— Your assignment —
Compute how many lines in the entries below contain "CdMeshError", and output nothing but the number.
··· Supplied entries ···
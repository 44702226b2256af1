//! Section: field data storage over an entity atlas.
//!
//! The `Section<V>` type couples an [`Atlas`] (mapping entities to slices in a
//! contiguous array) with a `Vec<V>` holding the actual values. The mesh keeps
//! one section per registered field; entities gain a slice when they enter a
//! part the field is restricted to and lose it when destroyed.

use crate::data::atlas::Atlas;
use crate::topology::point::EntityId;

#[derive(Clone, Debug, Default)]
pub struct Section<V> {
    atlas: Atlas,
    data: Vec<V>,
}

impl<V: Clone + Default> Section<V> {
    pub fn new() -> Self {
        Section {
            atlas: Atlas::default(),
            data: Vec::new(),
        }
    }

    pub fn atlas(&self) -> &Atlas {
        &self.atlas
    }

    #[inline]
    pub fn contains(&self, p: EntityId) -> bool {
        self.atlas.contains(p)
    }

    /// Read-only view of the slice for `p`, if registered.
    #[inline]
    pub fn restrict(&self, p: EntityId) -> Option<&[V]> {
        let (offset, len) = self.atlas.get(p)?;
        Some(&self.data[offset..offset + len])
    }

    #[inline]
    pub fn restrict_mut(&mut self, p: EntityId) -> Option<&mut [V]> {
        let (offset, len) = self.atlas.get(p)?;
        Some(&mut self.data[offset..offset + len])
    }

    /// Register `p` with `len` default-initialized values. Already registered
    /// entities keep their values.
    pub fn add_point(&mut self, p: EntityId, len: usize) {
        if self.atlas.try_insert(p, len).is_some() {
            self.data.resize(self.atlas.total_len(), V::default());
        }
    }

    /// Overwrite the slice at `p`. Returns `false` when `p` is not registered
    /// or the lengths differ.
    pub fn set(&mut self, p: EntityId, val: &[V]) -> bool {
        match self.restrict_mut(p) {
            Some(target) if target.len() == val.len() => {
                target.clone_from_slice(val);
                true
            }
            _ => false,
        }
    }

    /// Remove `p`, keeping the remaining slices contiguous.
    pub fn remove_point(&mut self, p: EntityId) {
        let Some((offset, len)) = self.atlas.remove_point(p) else {
            return;
        };
        self.data.drain(offset..offset + len);
    }

    /// Iterate over `(EntityId, &[V])` in insertion order.
    pub fn iter(&self) -> impl Iterator<Item = (EntityId, &[V])> {
        self.atlas.points().filter_map(move |p| self.restrict(p).map(|s| (p, s)))
    }
}

#[cfg(test)]
mod tests {
    use super::*;

    fn id(raw: u64) -> EntityId {
        EntityId::new(raw).unwrap()
    }

    #[test]
    fn set_and_restrict() {
        let mut s = Section::<f64>::new();
        s.add_point(id(4), 2);
        assert_eq!(s.restrict(id(4)), Some(&[0.0, 0.0][..]));
        assert!(s.set(id(4), &[1.0, 2.0]));
        assert!(!s.set(id(4), &[1.0]));
        assert!(!s.set(id(5), &[1.0, 2.0]));
        assert_eq!(s.restrict(id(4)), Some(&[1.0, 2.0][..]));
    }

    #[test]
    fn remove_keeps_other_values() {
        let mut s = Section::<f64>::new();
        for (i, v) in [(1, 1.0), (2, 2.0), (3, 3.0)] {
            s.add_point(id(i), 1);
            s.set(id(i), &[v]);
        }
        s.remove_point(id(2));
        assert_eq!(s.restrict(id(3)), Some(&[3.0][..]));
        assert_eq!(s.iter().count(), 2);
    }
}
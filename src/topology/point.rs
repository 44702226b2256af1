//! `EntityId`: a strong, zero-cost handle for mesh entities
//!
//! Every node, side and element of the collaborator mesh is addressed by a
//! globally unique identifier within its rank. `EntityId` wraps a nonzero
//! `u64` so that 0 stays reserved as an invalid or sentinel value, which is
//! also how absent parents are encoded in restart fields and on the wire.
//!
//! This module provides:
//! - A transparent `EntityId` newtype around `NonZeroU64`.
//! - [`EntityRank`], the three entity ranks the decomposition works with.
//! - [`EntityKey`], the `(rank, id)` pair that identifies an entity uniquely.

use crate::mesh_error::CdMeshError;
use std::{fmt, num::NonZeroU64};

/// Identifier of a mesh entity within its [`EntityRank`].
///
/// # Memory layout
/// This type is `repr(transparent)`, meaning it has the same ABI and
/// alignment as its single field (`NonZeroU64`) and travels on the wire
/// exactly like a `u64`.
#[derive(
    Copy, Clone, PartialEq, Eq, Hash, PartialOrd, Ord, serde::Serialize, serde::Deserialize,
)]
#[repr(transparent)]
pub struct EntityId(NonZeroU64);

impl EntityId {
    /// Creates a new `EntityId` from a raw `u64` value.
    ///
    /// # Errors
    /// Returns [`CdMeshError::InvalidEntityId`] if `raw == 0`.
    ///
    /// # Example
    /// ```rust
    /// # use cdmesh::topology::point::EntityId;
    /// let p = EntityId::new(1).unwrap();
    /// assert_eq!(p.get(), 1);
    /// assert!(EntityId::new(0).is_err());
    /// ```
    #[inline]
    pub fn new(raw: u64) -> Result<Self, CdMeshError> {
        NonZeroU64::new(raw)
            .map(EntityId)
            .ok_or(CdMeshError::InvalidEntityId)
    }

    /// Decode an optional id where 0 means "none".
    #[inline]
    pub fn from_raw_opt(raw: u64) -> Option<Self> {
        NonZeroU64::new(raw).map(EntityId)
    }

    /// Returns the inner `u64` value of this `EntityId`.
    #[inline]
    pub const fn get(self) -> u64 {
        self.0.get()
    }
}

impl fmt::Debug for EntityId {
    fn fmt(&self, f: &mut fmt::Formatter<'_>) -> fmt::Result {
        f.debug_tuple("EntityId").field(&self.get()).finish()
    }
}

/// Prints only the raw integer.
impl fmt::Display for EntityId {
    fn fmt(&self, f: &mut fmt::Formatter<'_>) -> fmt::Result {
        write!(f, "{}", self.get())
    }
}

/// Provide MPI compatibility: `EntityId` can be sent over MPI as a `u64`.
#[cfg(feature = "mpi-support")]
unsafe impl mpi::datatype::Equivalence for EntityId {
    type Out = <u64 as mpi::datatype::Equivalence>::Out;

    fn equivalent_datatype() -> Self::Out {
        u64::equivalent_datatype()
    }
}

/// Entity ranks understood by the decomposition.
///
/// Sides are the codimension-one entities of the elements: points for 1D
/// elements, segments for 2D, triangles for 3D.
#[derive(
    Copy, Clone, Debug, PartialEq, Eq, Hash, PartialOrd, Ord, serde::Serialize, serde::Deserialize,
)]
pub enum EntityRank {
    Node,
    Side,
    Element,
}

impl EntityRank {
    pub const ALL: [EntityRank; 3] = [EntityRank::Node, EntityRank::Side, EntityRank::Element];
}

/// Rank-qualified entity identifier.
#[derive(
    Copy, Clone, Debug, PartialEq, Eq, Hash, PartialOrd, Ord, serde::Serialize, serde::Deserialize,
)]
pub struct EntityKey {
    pub rank: EntityRank,
    pub id: EntityId,
}

impl EntityKey {
    #[inline]
    pub const fn new(rank: EntityRank, id: EntityId) -> Self {
        Self { rank, id }
    }

    #[inline]
    pub const fn node(id: EntityId) -> Self {
        Self::new(EntityRank::Node, id)
    }

    #[inline]
    pub const fn side(id: EntityId) -> Self {
        Self::new(EntityRank::Side, id)
    }

    #[inline]
    pub const fn element(id: EntityId) -> Self {
        Self::new(EntityRank::Element, id)
    }
}

impl fmt::Display for EntityKey {
    fn fmt(&self, f: &mut fmt::Formatter<'_>) -> fmt::Result {
        write!(f, "{:?}[{}]", self.rank, self.id)
    }
}

#[cfg(test)]
mod layout_tests {
    use super::*;
    use static_assertions::assert_eq_size;

    assert_eq_size!(EntityId, u64);
    assert_eq_size!(Option<EntityId>, u64);
}

#[cfg(test)]
mod tests {
    use super::*;

    #[test]
    fn zero_is_rejected() {
        assert_eq!(EntityId::new(0), Err(CdMeshError::InvalidEntityId));
        assert!(EntityId::from_raw_opt(0).is_none());
    }

    #[test]
    fn display_and_debug() {
        let p = EntityId::new(42).unwrap();
        assert_eq!(format!("{p}"), "42");
        assert_eq!(format!("{p:?}"), "EntityId(42)");
        assert_eq!(format!("{}", EntityKey::node(p)), "Node[42]");
    }

    #[test]
    fn keys_order_by_rank_then_id() {
        let a = EntityKey::node(EntityId::new(9).unwrap());
        let b = EntityKey::element(EntityId::new(1).unwrap());
        assert!(a < b);
    }

    #[test]
    fn serde_is_transparent() {
        let p = EntityId::new(7).unwrap();
        let s = serde_json::to_string(&p).unwrap();
        assert_eq!(s, "7");
        let back: EntityId = serde_json::from_str(&s).unwrap();
        assert_eq!(back, p);
    }
}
···
— Response to this exercise —
5